### [TASK TO CARRY OUT]
Which lines hold the word "difference"? Copy each of them from the material.

○ ○ ○ ○

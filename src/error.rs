//! Error types.

#[cfg(feature = "std")]
use std::error;
use std::fmt;

/// Error value returned by the checked operations of a `RingBuffer`.
///
/// Every variant is local to one call: `Full` and `Empty` leave the queue
/// untouched and are meant to be retried once the other side has made
/// progress.
#[derive(Clone, Copy, Eq, PartialEq, Hash)]
pub enum Error {
    /// `init` was asked for a capacity of zero, or for more slots than the
    /// storage or the counter domain can address.
    InvalidCapacity {
        /// The capacity that was requested.
        capacity: usize,
        /// The largest capacity the storage and counter could have held.
        max: usize,
    },
    /// `write` was called on a full queue.
    Full {
        /// The byte that could not be stored.
        element: u8,
    },
    /// `read` was called on an empty queue.
    Empty,
}

impl Error {
    fn as_str(&self) -> &'static str {
        match *self {
            Error::InvalidCapacity { .. } => "invalid capacity",
            Error::Full { .. } => "ring buffer full",
            Error::Empty => "ring buffer empty",
        }
    }
}

#[cfg(feature = "std")]
impl error::Error for Error {
    fn description(&self) -> &str {
        self.as_str()
    }
}

impl fmt::Display for Error {
    fn fmt(&self, f: &mut fmt::Formatter) -> fmt::Result {
        match *self {
            Error::InvalidCapacity { capacity, max } => {
                write!(f, "{}: {} (expected 1..={})", self.as_str(), capacity, max)
            }
            Error::Full { element } => write!(f, "{}, dropped {}", self.as_str(), element),
            Error::Empty => write!(f, "{}", self.as_str()),
        }
    }
}

impl fmt::Debug for Error {
    fn fmt(&self, f: &mut fmt::Formatter) -> fmt::Result {
        match *self {
            Error::InvalidCapacity { capacity, max } => {
                write!(f, "InvalidCapacity {{ capacity: {}, max: {} }}", capacity, max)
            }
            Error::Full { element } => write!(f, "Full {{ element: {} }}", element),
            Error::Empty => write!(f, "Empty"),
        }
    }
}
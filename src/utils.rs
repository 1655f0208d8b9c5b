use counter::Counter;

/// The slot after `index`, wrapping to 0 at `capacity`.
#[inline]
pub fn advance(index: usize, capacity: usize) -> usize {
    debug_assert!(index < capacity);
    let next = index + 1;
    if next == capacity {
        0
    } else {
        next
    }
}

#[inline]
pub fn wrap_add(index: usize, addend: usize, capacity: usize) -> usize {
    debug_assert!(addend <= capacity);
    (index + addend) % capacity
}

/// Unread elements, the wrapping difference of the two counters.
#[inline]
pub fn occupied<C: Counter>(write_count: C, read_count: C) -> usize {
    write_count.wrapping_diff(read_count).to_usize()
}
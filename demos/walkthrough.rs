//! Walks two queues through the checked operations and logs what happens.
//!
//! Run with `RUST_LOG=info cargo run --example walkthrough`, or
//! `RUST_LOG=trace` to also see the queue's own logging.

extern crate env_logger;
#[macro_use]
extern crate log;
extern crate smringbuf;

use smringbuf::{Error, RingBuffer};

fn write_logged(ring: &mut RingBuffer, value: u8) {
    match ring.write(value) {
        Ok(()) => info!("wrote {} into an available slot", value),
        Err(Error::Full { element }) => warn!("buffer full, dropped {}", element),
        Err(err) => error!("unexpected write failure: {}", err),
    }
}

fn read_logged(ring: &mut RingBuffer) -> Option<u8> {
    match ring.read() {
        Ok(value) => {
            info!("read {}", value);
            Some(value)
        }
        Err(err) => {
            warn!("read refused: {}", err);
            None
        }
    }
}

fn write_block(ring: &mut RingBuffer, len: usize, start: u8) {
    info!("writing {} sequential values starting at {}", len, start);
    let mut value = start;
    for _ in 0..len {
        write_logged(ring, value);
        value = value.wrapping_add(1);
    }
}

fn report(name: &str, ring: &RingBuffer) {
    info!("{}: empty={} full={} space={} data={}",
          name,
          ring.is_empty(),
          ring.is_full(),
          ring.available_space(),
          ring.available_data());
}

fn main() {
    env_logger::init();

    let mut storage_a = [0u8; 11];
    let mut storage_b = [0u8; 22];
    let ring_a: RingBuffer = match RingBuffer::with_storage(&mut storage_a) {
        Ok(ring) => ring,
        Err(err) => {
            error!("ring A: {}", err);
            return;
        }
    };
    let mut ring_b: RingBuffer = match RingBuffer::with_storage(&mut storage_b) {
        Ok(ring) => ring,
        Err(err) => {
            error!("ring B: {}", err);
            return;
        }
    };
    report("A", &ring_a);
    report("B", &ring_b);

    let written = 26;
    write_logged(&mut ring_b, written);
    report("B", &ring_b);
    match read_logged(&mut ring_b) {
        Some(value) if value == written => info!("read/write pairing succeeded"),
        _ => error!("read/write pairing FAILED"),
    }
    report("B", &ring_b);

    write_block(&mut ring_b, 8, 1);
    for _ in 0..8 {
        read_logged(&mut ring_b);
    }

    write_block(&mut ring_b, 25, 100);
    report("B", &ring_b);
    for _ in 0..25 {
        read_logged(&mut ring_b);
    }
    report("B", &ring_b);

    write_block(&mut ring_b, 5, 100);
    report("B", &ring_b);
    ring_b.flush();
    info!("flushed, the next reads should all be refused");
    report("B", &ring_b);
    for _ in 0..5 {
        read_logged(&mut ring_b);
    }

    let by_ref = &written;
    write_logged(&mut ring_b, *by_ref);
    read_logged(&mut ring_b);
}
//! Counter domains.

use std::fmt;
use std::sync::atomic::Ordering;

/// Trait for the fixed-width unsigned integers a `RingBuffer` counts in.
///
/// The write and read counters wrap silently in this width, and occupancy is
/// always their wrapping difference, so the largest capacity a queue may be
/// initialized with is `Counter::MAX`.
///
/// Only plain loads and stores are required from `Counter::Atomic`, so a
/// counter domain is available on any target with atomic load/store of its
/// width, even without compare-and-swap.
pub trait Counter: Copy + Eq + fmt::Debug + 'static {
    #[doc(hidden)]
    /// The atomic cell holding a value of this width.
    type Atomic: AtomicCounter<Self> + Send + Sync + 'static;

    /// The largest value of the counter, and therefore the largest capacity.
    const MAX: usize;

    /// Widens the counter to `usize`.
    fn to_usize(self) -> usize;

    /// Truncates `ix` to the counter's width.
    fn from_usize(ix: usize) -> Self;

    /// `self + 1`, wrapping at the counter's width.
    fn wrapping_inc(self) -> Self;

    /// `self + n`, wrapping at the counter's width.
    fn wrapping_add_usize(self, n: usize) -> Self;

    /// `self - other`, wrapping at the counter's width.
    fn wrapping_diff(self, other: Self) -> Self;
}

#[doc(hidden)]
/// Load/store access to the atomic cell of a counter domain.
pub trait AtomicCounter<C> {
    /// Creates a cell holding `value`.
    fn new(value: C) -> Self;
    /// Loads the value.
    fn load(&self, order: Ordering) -> C;
    /// Stores `value`.
    fn store(&self, value: C, order: Ordering);
}

macro_rules! impl_counter {
    ($int:ty, $atomic:ident) => {
        impl Counter for $int {
            type Atomic = ::std::sync::atomic::$atomic;

            const MAX: usize = <$int>::max_value() as usize;

            #[inline(always)]
            fn to_usize(self) -> usize {
                self as usize
            }

            #[inline(always)]
            fn from_usize(ix: usize) -> Self {
                ix as $int
            }

            #[inline(always)]
            fn wrapping_inc(self) -> Self {
                self.wrapping_add(1)
            }

            #[inline(always)]
            fn wrapping_add_usize(self, n: usize) -> Self {
                self.wrapping_add(n as $int)
            }

            #[inline(always)]
            fn wrapping_diff(self, other: Self) -> Self {
                self.wrapping_sub(other)
            }
        }

        impl AtomicCounter<$int> for ::std::sync::atomic::$atomic {
            #[inline(always)]
            fn new(value: $int) -> Self {
                ::std::sync::atomic::$atomic::new(value)
            }

            #[inline(always)]
            fn load(&self, order: Ordering) -> $int {
                ::std::sync::atomic::$atomic::load(self, order)
            }

            #[inline(always)]
            fn store(&self, value: $int, order: Ordering) {
                ::std::sync::atomic::$atomic::store(self, value, order)
            }
        }
    };
}

#[cfg(target_has_atomic = "8")]
impl_counter!(u8, AtomicU8);
#[cfg(target_has_atomic = "16")]
impl_counter!(u16, AtomicU16);
#[cfg(target_has_atomic = "32")]
impl_counter!(u32, AtomicU32);
#[cfg(target_has_atomic = "ptr")]
impl_counter!(usize, AtomicUsize);
// src/lib.rs

//! Quarry
//!
//! Fetches the contents of a remote git revision and registers them under
//! a content-derived address in an immutable, deduplicated store, so two
//! fetches of identical content always resolve to the same store location.
//!
//! # Architecture
//!
//! - Digest codec: the store backend's reversed-order base-32 encoding,
//!   bit-exact with already-registered content
//! - Fetch protocol: hash-or-ref resolution, shallow-or-full checkout,
//!   recursive submodules, deterministic normalization, cache
//!   short-circuit
//! - Collaborators behind narrow seams: git, the store, and the store's
//!   tree hasher are driven as external processes and never reimplemented

pub mod address;
pub mod digest;
mod error;
mod exec;
pub mod fetch;
pub mod git;
pub mod normalize;
pub mod revision;
pub mod store;

pub use address::StoreAddress;
pub use digest::{Digest, HashKind, BASE32_ALPHABET};
pub use error::{Error, Result};
pub use fetch::{FetchOptions, FetchResult, Fetcher};
pub use revision::RevisionSpec;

○ ○ ○ ○

### [RESPONSE TO THE EXERCISE]
/// Unread elements, the wrapping difference of the two counters.
/// always their wrapping difference, so the largest capacity a queue may be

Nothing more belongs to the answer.